Throughout his exile in Canada, Chancy maintained an interest in what was going on back in Haiti. He met regularly to talk about Haiti with youth from Quebec’s Haitian community (see Haitian Canadians), to strengthen their feeling of belonging to this community, and to help them understand Haitian history and their social status as an ethnic minority group. In Chancy’s view, preserving the cultures of origin of immigrant communities was an essential task that helped to enrich the wider society as well. He was a frequent guest on the community radio station Radio Centre-Ville. He took positions on various subjects concerning Quebec and Canadian politics as well as the social and political situation in Haiti, which continued to suffer under the Duvalier dictatorship.

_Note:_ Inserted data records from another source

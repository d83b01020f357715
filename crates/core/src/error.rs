//! Domain error model.

use thiserror::Error;

/// Result type used across the domain layer.
pub type DomainResult<T> = Result<T, DomainError>;

/// Domain-level error.
///
/// Keep this focused on deterministic, business/domain failures (validation,
/// invariants, conflicts). Infrastructure concerns belong elsewhere.
#[derive(Debug, Error, Clone, PartialEq, Eq)]
pub enum DomainError {
    /// A value failed validation (e.g. malformed input).
    #[error("validation failed: {0}")]
    Validation(String),

    /// A requested resource was not found (domain-level).
    #[error("not found")]
    NotFound,

    /// A conflict occurred (e.g. duplicate unique value).
    #[error("conflict: {0}")]
    Conflict(String),

    /// A signed delta was applied to a stock key that has no record and the
    /// delta cannot create one.
    #[error("no stock record for the requested product/location")]
    NoSuchStockRecord,

    /// A lifecycle transition was requested from a state that does not
    /// permit it.
    #[error("invalid state transition: {0}")]
    InvalidStateTransition(String),

    /// Authentication failure at the domain boundary.
    #[error("unauthorized")]
    Unauthorized,

    /// Authenticated but not permitted.
    #[error("forbidden")]
    Forbidden,
}

impl DomainError {
    pub fn validation(msg: impl Into<String>) -> Self {
        Self::Validation(msg.into())
    }

    pub fn conflict(msg: impl Into<String>) -> Self {
        Self::Conflict(msg.into())
    }

    pub fn invalid_transition(msg: impl Into<String>) -> Self {
        Self::InvalidStateTransition(msg.into())
    }

    pub fn not_found() -> Self {
        Self::NotFound
    }
}
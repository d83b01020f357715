use chrono::{DateTime, Utc};
use rust_decimal::Decimal;
use serde::{Deserialize, Serialize};

use plantops_core::{DomainError, ProductId};

/// One stock record per (product, location) key.
#[derive(Debug, Clone, PartialEq, Eq, Serialize, Deserialize)]
pub struct StockRecord {
    pub product_id: ProductId,
    pub location: String,
    pub quantity: Decimal,
    pub minimum_threshold: Decimal,
    pub updated_at: DateTime<Utc>,
}

impl StockRecord {
    /// A record is low when it has drained to (or below) its threshold.
    pub fn is_low(&self) -> bool {
        is_low(self.quantity, self.minimum_threshold)
    }
}

/// Threshold-inclusive low-stock rule, shared with listing surfaces that
/// work from joined rows rather than full records.
pub fn is_low(quantity: Decimal, minimum_threshold: Decimal) -> bool {
    quantity <= minimum_threshold
}

/// Result of applying a signed delta to a stock key.
#[derive(Debug, Clone, Copy, PartialEq, Eq)]
pub enum DeltaOutcome {
    /// An existing record was incremented; carries the new quantity.
    Updated(Decimal),
    /// No record existed and the positive delta created one.
    Created(Decimal),
}

impl DeltaOutcome {
    pub fn quantity(&self) -> Decimal {
        match self {
            DeltaOutcome::Updated(q) | DeltaOutcome::Created(q) => *q,
        }
    }
}

/// The stock-ledger delta rule.
///
/// - existing record: unconditional increment (quantity may go negative;
///   no floor is enforced by current policy);
/// - missing record and positive delta: create with `quantity = delta`;
/// - missing record and non-positive delta: refuse; stock is never
///   conjured from nothing just to subtract from it.
///
/// The persistence layer evaluates the same rule with single-statement,
/// row-locked SQL; this function is the authoritative form of the rule and
/// decides the create-vs-refuse branch there.
pub fn apply_delta(existing: Option<Decimal>, delta: Decimal) -> Result<DeltaOutcome, DomainError> {
    match existing {
        Some(quantity) => Ok(DeltaOutcome::Updated(quantity + delta)),
        None if delta > Decimal::ZERO => Ok(DeltaOutcome::Created(delta)),
        None => Err(DomainError::NoSuchStockRecord),
    }
}

#[cfg(test)]
mod tests {
    use super::*;
    use proptest::prelude::*;
    use rust_decimal_macros::dec;

    #[test]
    fn positive_delta_creates_missing_record() {
        assert_eq!(
            apply_delta(None, dec!(10)),
            Ok(DeltaOutcome::Created(dec!(10)))
        );
    }

    #[test]
    fn delta_accumulates_on_existing_record() {
        let created = apply_delta(None, dec!(10)).unwrap();
        let after = apply_delta(Some(created.quantity()), dec!(-3)).unwrap();
        assert_eq!(after, DeltaOutcome::Updated(dec!(7)));
    }

    #[test]
    fn negative_delta_on_missing_record_is_refused() {
        assert_eq!(
            apply_delta(None, dec!(-5)),
            Err(DomainError::NoSuchStockRecord)
        );
        assert_eq!(
            apply_delta(None, Decimal::ZERO),
            Err(DomainError::NoSuchStockRecord)
        );
    }

    #[test]
    fn quantity_may_go_negative() {
        // Oversell is permitted by current policy; no floor at zero.
        let after = apply_delta(Some(dec!(2)), dec!(-5)).unwrap();
        assert_eq!(after.quantity(), dec!(-3));
    }

    #[test]
    fn low_stock_is_threshold_inclusive() {
        let record = StockRecord {
            product_id: ProductId::new(1),
            location: "Main Warehouse".to_string(),
            quantity: dec!(5),
            minimum_threshold: dec!(5),
            updated_at: chrono::Utc::now(),
        };
        assert!(record.is_low());
    }

    proptest! {
        #[test]
        fn sum_of_deltas_is_order_independent(a in -1000i64..1000, b in -1000i64..1000, start in 1i64..1000) {
            let start = Decimal::from(start);
            let (a, b) = (Decimal::from(a), Decimal::from(b));

            let ab = apply_delta(Some(start), a).unwrap().quantity();
            let ab = apply_delta(Some(ab), b).unwrap().quantity();

            let ba = apply_delta(Some(start), b).unwrap().quantity();
            let ba = apply_delta(Some(ba), a).unwrap().quantity();

            // Either interleaving of two deltas nets the same quantity.
            prop_assert_eq!(ab, ba);
            prop_assert_eq!(ab, start + a + b);
        }
    }
}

For Max Chancy, though it was important to support the Haitian people’s struggle for liberation, it was also essential to fight in solidarity with the struggles of other oppressed peoples. Hence he supported the peace movements working against the war in Viet Nam and in Latin America. He also played a vigorous role in social organizations in Quebec, in particular as a union activist. In 1975, alongside prominent Quebec trade unionist Michel Chartrand, Chancy participated in a meeting called the Conférence internationale de solidarité ouvrière (International conference of worker solidarity). This conference was held for the first time in Quebec. It brought together many representatives of movements fighting for the emancipation of oppressed peoples.

Return to Haiti and Death

Immediately after the fall of the Duvalier dictatorship in 1986, Max Chancy and Adeline Magloire returned to Haiti. Suffering from an illness that he had fought bravely for many years, Max Chancy died at home on 25 March 2002. His life was marked by constant struggle, both during his period of exile in the Haitian community of Montreal and in Haiti.